What happens quite soon after is that a lot of people quit and wait for the next year to take another shot.

The problem with most of these things is that they are too generic. It’s like reading a horoscope. “You will finally be able to slow down and get rewarder for your hard work”. Everyone reading this will say: “It was about time!”. Not a single person will think: “This seems wrong. I have been slacking off the whole time. Why would anyone reward me?”.

Generic vs. Personal

Goals like: “I want to get in shape”, or “I want to write a book” are goals that could have been written by anyone while “I want to get in shape so I will be able to play with my kids instead of watch them from the couch” or “I want to write a kids book where my granddaughter will fight of a scary dragon” are a lot more personal.

Goals that are deeply meaningful are very powerful in helping us persist and achieve
— dr. Jim Finn

There are numerous examples of how people pushed through hard times because what they wanted to achieve meant something to them.
J. K. Rowling was, famously, rejected by at least 12 different publishers before someone accepted to publish Harry Potter.
Colonel Sanders pitched is, now famous, chicken recipe to well over a 1000 people hoping someone would pick it up and sell it. Not until he decided to go the route of having franchises did his chicken recipes gain traction.
Sir James Dyson was determined to invent a vacuum cleaner which doesn’t need a bag that causes it to lose suction. After more than 5000 prototypes he finally found the right one but no one in the UK wanted to produce it. He had to go to Japan, win design awards, file for US patents and ultimately start producing them in his own company that his idea took off.

All of these stories have one thing in common, After being rejected once, they regrouped, made adjustments and tried again. If that didn’t work, adjust some more and eventually they made it. What they wanted to achieve was far more important than the setbacks they experienced.

Where are you, my goal?

To get to the point where a goal is truly yours, you will have to put your goal through the paces with a simple trick.
Set your goal. Why? Answer why. Why? Answer again. Why? If you can answer again, you have your meaningful goal.

When I started Clubs Craft, I wanted to build a simple sports club management service.
Why?
Because I found it stupid that the club, I was a member of, managed their entire operation with a notebook, an Excel spreadsheet and WhatsApp groups.
Why?
Because we can spend a lot more time doing meaningful stuff in the club than to copy things from paper to computer.
Why?
Because time spent doing mundane and repetitive tasks eats up a lot of time during a year and they would be better spent with members of the club or with our families.

There it is!

I am building Clubs Craft because I believe that there are hundreds, and thousands of hours spent every day by owners of small and medium sized clubs just to keep the club running instead of getting bigger and better.

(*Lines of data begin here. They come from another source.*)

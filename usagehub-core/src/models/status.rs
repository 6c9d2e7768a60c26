//! Upstream provider status.

use serde::{Deserialize, Serialize};

// ============================================================================
// Provider Status
// ============================================================================

/// Provider service status as reported alongside usage data.
#[derive(Debug, Clone, PartialEq, Eq, Serialize, Deserialize)]
pub struct ProviderStatus {
    /// Status indicator level.
    pub indicator: StatusIndicator,
    /// Human-readable status description.
    pub description: String,
    /// URL to the full status page.
    #[serde(default, skip_serializing_if = "Option::is_none")]
    pub url: Option<String>,
}

impl ProviderStatus {
    /// Creates a new operational status.
    pub fn operational() -> Self {
        Self::new(StatusIndicator::None, "All systems operational")
    }

    /// Creates a new status with the given indicator and description.
    pub fn new(indicator: StatusIndicator, description: impl Into<String>) -> Self {
        Self {
            indicator,
            description: description.into(),
            url: None,
        }
    }

    /// Returns true if there's any degradation or outage.
    pub fn has_issues(&self) -> bool {
        !matches!(self.indicator, StatusIndicator::None | StatusIndicator::Unknown)
    }
}

// ============================================================================
// Status Indicator
// ============================================================================

/// Status indicator levels, following statuspage.io conventions.
#[derive(Debug, Clone, Copy, PartialEq, Eq, Hash, Serialize, Deserialize, Default)]
#[serde(rename_all = "snake_case")]
pub enum StatusIndicator {
    /// Operational - no issues.
    #[default]
    None,
    /// Minor issues - degraded performance.
    Minor,
    /// Major issues - partial outage.
    Major,
    /// Critical issues - major outage.
    Critical,
    /// Under scheduled maintenance.
    Maintenance,
    /// Status unknown.
    Unknown,
}

impl StatusIndicator {
    /// Returns a human-readable label.
    pub fn label(&self) -> &'static str {
        match self {
            Self::None => "Operational",
            Self::Minor => "Degraded",
            Self::Major => "Partial Outage",
            Self::Critical => "Major Outage",
            Self::Maintenance => "Under Maintenance",
            Self::Unknown => "Unknown",
        }
    }

    /// Parses a statuspage.io indicator string.
    pub fn from_statuspage(value: &str) -> Self {
        match value {
            "none" => Self::None,
            "minor" => Self::Minor,
            "major" => Self::Major,
            "critical" => Self::Critical,
            "maintenance" => Self::Maintenance,
            _ => Self::Unknown,
        }
    }
}

impl std::fmt::Display for StatusIndicator {
    fn fmt(&self, f: &mut std::fmt::Formatter<'_>) -> std::fmt::Result {
        f.write_str(self.label())
    }
}

// ============================================================================
// Tests
// ============================================================================
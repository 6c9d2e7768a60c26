//! Codex authentication.
//!
//! The Codex CLI writes its ChatGPT login to `$CODEX_HOME/auth.json`
//! (default `~/.codex/auth.json`):
//!
//! ```json
//! {
//!   "tokens": {
//!     "id_token": "eyJ...",
//!     "access_token": "eyJ...",
//!     "refresh_token": "...",
//!     "account_id": "..."
//!   }
//! }
//! ```
//!
//! The id token is a JWT whose payload carries the account email and, under
//! `https://api.openai.com/auth`, the ChatGPT plan.

use base64::prelude::*;
use serde::Deserialize;
use std::path::{Path, PathBuf};
use tracing::{debug, instrument, trace, warn};

use super::error::CodexError;

/// Environment variable overriding the Codex home directory.
pub const CODEX_HOME_ENV: &str = "CODEX_HOME";

// ============================================================================
// Auth File
// ============================================================================

/// Root of `auth.json`.
#[derive(Debug, Deserialize)]
pub struct AuthFile {
    /// ChatGPT login tokens.
    #[serde(default)]
    pub tokens: Option<Tokens>,
}

/// The `tokens` object. Older CLI versions wrote camelCase keys.
#[derive(Debug, Clone, Deserialize)]
pub struct Tokens {
    /// Id token (JWT).
    #[serde(default, alias = "idToken")]
    pub id_token: Option<String>,
    /// Bearer token for the usage endpoint.
    #[serde(alias = "accessToken")]
    pub access_token: String,
    /// ChatGPT account id.
    #[serde(default, alias = "accountId")]
    pub account_id: Option<String>,
}

/// Returns the auth file path, honoring `CODEX_HOME`.
pub fn auth_file_path() -> Option<PathBuf> {
    if let Some(home) = std::env::var_os(CODEX_HOME_ENV).filter(|v| !v.is_empty()) {
        return Some(PathBuf::from(home).join("auth.json"));
    }
    dirs::home_dir().map(|h| h.join(".codex").join("auth.json"))
}

/// Reads the login tokens.
///
/// # Errors
///
/// Returns an error if the file is missing, unreadable, or holds no tokens.
#[instrument(skip(path), fields(path = %path.display()))]
pub async fn read_tokens(path: &Path) -> Result<Tokens, CodexError> {
    let content = match tokio::fs::read_to_string(path).await {
        Ok(content) => content,
        Err(e) if e.kind() == std::io::ErrorKind::NotFound => {
            return Err(CodexError::AuthNotFound(path.display().to_string()));
        }
        Err(e) => return Err(e.into()),
    };

    let auth: AuthFile = serde_json::from_str(&content).map_err(|e| {
        warn!(error = %e, "Failed to parse auth file");
        CodexError::InvalidAuth(e.to_string())
    })?;

    let tokens = auth
        .tokens
        .ok_or_else(|| CodexError::InvalidAuth("no ChatGPT tokens (API key login?)".to_string()))?;
    if tokens.access_token.trim().is_empty() {
        return Err(CodexError::InvalidAuth("empty access token".to_string()));
    }
    debug!(has_account = tokens.account_id.is_some(), "Auth tokens loaded");
    Ok(tokens)
}

// ============================================================================
// JWT Payload
// ============================================================================

/// Claims read from the id token.
#[derive(Debug, Default, Deserialize)]
pub struct JwtPayload {
    /// Email address.
    #[serde(default)]
    pub email: Option<String>,
    /// OpenAI-specific claims.
    #[serde(default, rename = "https://api.openai.com/auth")]
    pub openai_auth: Option<OpenAiAuth>,
}

/// OpenAI claims embedded in the JWT.
#[derive(Debug, Default, Deserialize)]
pub struct OpenAiAuth {
    /// ChatGPT plan (e.g. "plus", "pro").
    #[serde(default)]
    pub chatgpt_plan_type: Option<String>,
}

/// Decodes a JWT payload without verifying its signature.
///
/// # Errors
///
/// Returns `CodexError::JwtError` if the token is not a three-part JWT with
/// a JSON payload.
pub fn decode_jwt_payload(token: &str) -> Result<JwtPayload, CodexError> {
    let parts: Vec<&str> = token.split('.').collect();
    if parts.len() != 3 {
        return Err(CodexError::JwtError(format!(
            "expected 3 parts, got {}",
            parts.len()
        )));
    }

    let decoded = BASE64_URL_SAFE_NO_PAD
        .decode(parts[1])
        .or_else(|_| BASE64_STANDARD.decode(parts[1]))
        .map_err(|e| CodexError::JwtError(format!("base64: {e}")))?;
    trace!(len = decoded.len(), "Decoded JWT payload");

    serde_json::from_slice(&decoded).map_err(|e| CodexError::JwtError(format!("json: {e}")))
}

// ============================================================================
// Tests
// ============================================================================
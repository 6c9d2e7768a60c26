// Lint configuration for this crate
#![warn(missing_docs)]
#![warn(clippy::all)]
#![warn(clippy::pedantic)]
#![allow(clippy::module_name_repetitions)]
#![allow(clippy::must_use_candidate)]

//! # `UsageHub` Providers
//!
//! Concrete providers for the `UsageHub` fetch engine.
//!
//! Each provider module contributes:
//!
//! - **Descriptor**: id, display name, CLI aliases and the ranked strategy list
//! - **Strategies**: [`FetchStrategy`](usagehub_fetch::FetchStrategy) implementations
//! - **Response mapping**: provider JSON into a [`UsageSnapshot`](usagehub_core::UsageSnapshot)
//!
//! ## Supported Providers
//!
//! | Provider | Strategies (in order) |
//! |----------|-----------------------|
//! | Claude (Anthropic) | `oauth` |
//! | Codex (OpenAI) | `oauth` |
//! | z.ai | `api`, `keychain` |
//!
//! ## Usage
//!
//! ```ignore
//! use usagehub_providers::ProviderRegistry;
//!
//! let registry = ProviderRegistry::builtin();
//! let orchestrator = FetchOrchestrator::new(
//!     registry.pipelines(),
//!     cache,
//!     FetchContext::new(),
//!     settings.orchestrator_settings(),
//! );
//! ```

pub mod descriptor;
pub mod registry;

// Provider modules (alphabetical)
pub mod claude;
pub mod codex;
pub mod zai;

pub use descriptor::{ProviderDescriptor, ProviderDescriptorBuilder};
pub use registry::{ProviderRegistry, ProviderRegistryBuilder};

pub use claude::claude_descriptor;
pub use codex::codex_descriptor;
pub use zai::zai_descriptor;

/// Every domain a built-in provider talks to.
///
/// Used to restrict the shared HTTP client.
pub const ALLOWED_DOMAINS: &[&str] = &[
    "api.anthropic.com",
    "console.anthropic.com",
    "chatgpt.com",
    "api.z.ai",
];

#[cfg(test)]
pub(crate) mod test_support;
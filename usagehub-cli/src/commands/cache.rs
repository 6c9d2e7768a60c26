//! Cache command - manage cached snapshots.

use anyhow::Result;
use clap::{Args, Subcommand};
use tracing::info;
use usagehub_fetch::SnapshotCache;
use usagehub_providers::ProviderRegistry;
use usagehub_store::FileSnapshotCache;

use crate::Cli;

/// Arguments for the cache command.
#[derive(Args)]
pub struct CacheArgs {
    #[command(subcommand)]
    pub action: CacheAction,
}

/// Cache subcommands.
#[derive(Subcommand)]
pub enum CacheAction {
    /// Delete cached snapshots (only those named by --provider, if given).
    Clear,
}

/// Runs the cache command.
pub async fn run(args: &CacheArgs, cli: &Cli) -> Result<()> {
    let cache = FileSnapshotCache::at_default_location();
    match args.action {
        CacheAction::Clear => clear(&cache, cli.provider.as_deref()).await,
    }
}

async fn clear(cache: &FileSnapshotCache, selection: Option<&str>) -> Result<()> {
    let Some(selection) = selection.filter(|s| !s.trim().eq_ignore_ascii_case("all")) else {
        cache.clear_all().await?;
        info!(dir = %cache.dir().display(), "Snapshot cache cleared");
        println!("Cleared all cached snapshots in {}", cache.dir().display());
        return Ok(());
    };

    let registry = ProviderRegistry::builtin();
    for name in selection.split(',').map(str::trim).filter(|n| !n.is_empty()) {
        let desc = registry
            .resolve(name)
            .ok_or_else(|| anyhow::anyhow!("Unknown provider: {name}"))?;
        cache.clear(&desc.id).await?;
        println!("Cleared cached snapshot: {}", desc.display_name);
    }

    Ok(())
}

#[cfg(test)]
mod tests {
    use super::*;
    use tempfile::TempDir;
    use usagehub_core::{ProviderId, UsageSnapshot};

    async fn seeded() -> (TempDir, FileSnapshotCache) {
        let dir = TempDir::new().unwrap();
        let cache = FileSnapshotCache::new(dir.path());
        for id in ["claude", "codex", "zai"] {
            cache.save(&UsageSnapshot::new(id)).await.unwrap();
        }
        (dir, cache)
    }

    #[tokio::test]
    async fn test_clear_selected() {
        let (_dir, cache) = seeded().await;
        clear(&cache, Some("anthropic, zai")).await.unwrap();

        assert!(cache.load(&ProviderId::new("claude")).await.is_none());
        assert!(cache.load(&ProviderId::new("zai")).await.is_none());
        assert!(cache.load(&ProviderId::new("codex")).await.is_some());
    }

    #[tokio::test]
    async fn test_clear_all() {
        let (_dir, cache) = seeded().await;
        clear(&cache, None).await.unwrap();
        for id in ["claude", "codex", "zai"] {
            assert!(cache.load(&ProviderId::new(id)).await.is_none());
        }
    }

    #[tokio::test]
    async fn test_clear_unknown_provider() {
        let (_dir, cache) = seeded().await;
        assert!(clear(&cache, Some("cursor")).await.is_err());
        assert!(cache.load(&ProviderId::new("claude")).await.is_some());
    }
}
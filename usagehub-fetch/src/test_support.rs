//! Mock strategies shared by the engine tests.

use std::sync::Arc;
use std::sync::atomic::{AtomicBool, AtomicUsize, Ordering};
use std::time::Duration;

use async_trait::async_trait;
use usagehub_core::{PeriodType, UsagePeriod, UsageSnapshot};

use crate::context::FetchContext;
use crate::error::FetchError;
use crate::host::keychain::MemoryKeychain;
use crate::strategy::{FetchKind, FetchResult, FetchStrategy};

/// A context that never touches the system keychain.
pub fn test_context() -> FetchContext {
    FetchContext::builder()
        .keychain(Arc::new(MemoryKeychain::new()))
        .build()
}

/// Tracks how many strategies are inside `fetch` at once.
#[derive(Debug, Default)]
pub struct ConcurrencyTracker {
    current: AtomicUsize,
    max: AtomicUsize,
}

impl ConcurrencyTracker {
    pub fn new() -> Arc<Self> {
        Arc::new(Self::default())
    }

    pub fn max(&self) -> usize {
        self.max.load(Ordering::SeqCst)
    }

    fn enter(&self) {
        let now = self.current.fetch_add(1, Ordering::SeqCst) + 1;
        self.max.fetch_max(now, Ordering::SeqCst);
    }

    fn exit(&self) {
        self.current.fetch_sub(1, Ordering::SeqCst);
    }
}

#[derive(Debug, Clone)]
pub enum Behavior {
    Success(String),
    Recoverable(String),
    Fatal(String),
    Error,
    Panic,
    WaitForCancel,
}

#[derive(Debug)]
pub struct MockStrategy {
    name: String,
    behavior: Behavior,
    available: AtomicBool,
    calls: AtomicUsize,
    delay: Duration,
    tracker: Option<Arc<ConcurrencyTracker>>,
}

impl MockStrategy {
    pub fn new(name: &str, behavior: Behavior) -> Self {
        Self {
            name: name.to_string(),
            behavior,
            available: AtomicBool::new(true),
            calls: AtomicUsize::new(0),
            delay: Duration::ZERO,
            tracker: None,
        }
    }

    pub fn success(name: &str, provider: &str) -> Arc<Self> {
        Arc::new(Self::new(name, Behavior::Success(provider.to_string())))
    }

    pub fn recoverable(name: &str, reason: &str) -> Arc<Self> {
        Arc::new(Self::new(name, Behavior::Recoverable(reason.to_string())))
    }

    pub fn fatal(name: &str, reason: &str) -> Arc<Self> {
        Arc::new(Self::new(name, Behavior::Fatal(reason.to_string())))
    }

    pub fn error(name: &str) -> Arc<Self> {
        Arc::new(Self::new(name, Behavior::Error))
    }

    pub fn panicking(name: &str) -> Arc<Self> {
        Arc::new(Self::new(name, Behavior::Panic))
    }

    pub fn hanging(name: &str) -> Arc<Self> {
        Arc::new(Self::new(name, Behavior::WaitForCancel))
    }

    pub fn delay(mut self, delay: Duration) -> Self {
        self.delay = delay;
        self
    }

    pub fn tracker(mut self, tracker: Arc<ConcurrencyTracker>) -> Self {
        self.tracker = Some(tracker);
        self
    }

    pub fn shared(self) -> Arc<Self> {
        Arc::new(self)
    }

    pub fn unavailable(self: Arc<Self>) -> Arc<Self> {
        self.available.store(false, Ordering::SeqCst);
        self
    }

    pub fn calls(&self) -> usize {
        self.calls.load(Ordering::SeqCst)
    }

    async fn run(&self, ctx: &FetchContext) -> Result<FetchResult, FetchError> {
        if !self.delay.is_zero() {
            ctx.run_cancellable(tokio::time::sleep(self.delay)).await?;
        }
        match &self.behavior {
            Behavior::Success(provider) => Ok(FetchResult::Success(
                UsageSnapshot::new(provider.as_str())
                    .with_period(UsagePeriod::new("Session", 25.0, PeriodType::Session)),
            )),
            Behavior::Recoverable(reason) => Ok(FetchResult::recoverable(reason.clone())),
            Behavior::Fatal(reason) => Ok(FetchResult::fatal(reason.clone())),
            Behavior::Error => Err(FetchError::InvalidResponse("mock failure".to_string())),
            Behavior::Panic => panic!("mock strategy {} panicked", self.name),
            Behavior::WaitForCancel => {
                ctx.cancellation().cancelled().await;
                Err(FetchError::Cancelled)
            }
        }
    }
}

#[async_trait]
impl FetchStrategy for MockStrategy {
    fn name(&self) -> &str {
        &self.name
    }

    fn kind(&self) -> FetchKind {
        FetchKind::OAuth
    }

    fn is_available(&self, _ctx: &FetchContext) -> bool {
        self.available.load(Ordering::SeqCst)
    }

    async fn fetch(&self, ctx: &FetchContext) -> Result<FetchResult, FetchError> {
        self.calls.fetch_add(1, Ordering::SeqCst);
        if let Some(tracker) = &self.tracker {
            tracker.enter();
        }
        let result = self.run(ctx).await;
        if let Some(tracker) = &self.tracker {
            tracker.exit();
        }
        result
    }
}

Now that we are halfway through November and I am 11 months into this project, I can confidently say that I am looking forward to 2023 when we are going to launch this sucker into the world and help out as many people as we can. Was it always fun sitting in the office and writing code that I didn’t know if anyone would care (and to some extent I still don’t know now)? Of course not! But I really wanted to make a difference and help out clubs be more efficient.
If I can turn this into a business with a steady income that would be amazing and I already know the next steps if that happens (I’ll dive about this maybe at some other time :).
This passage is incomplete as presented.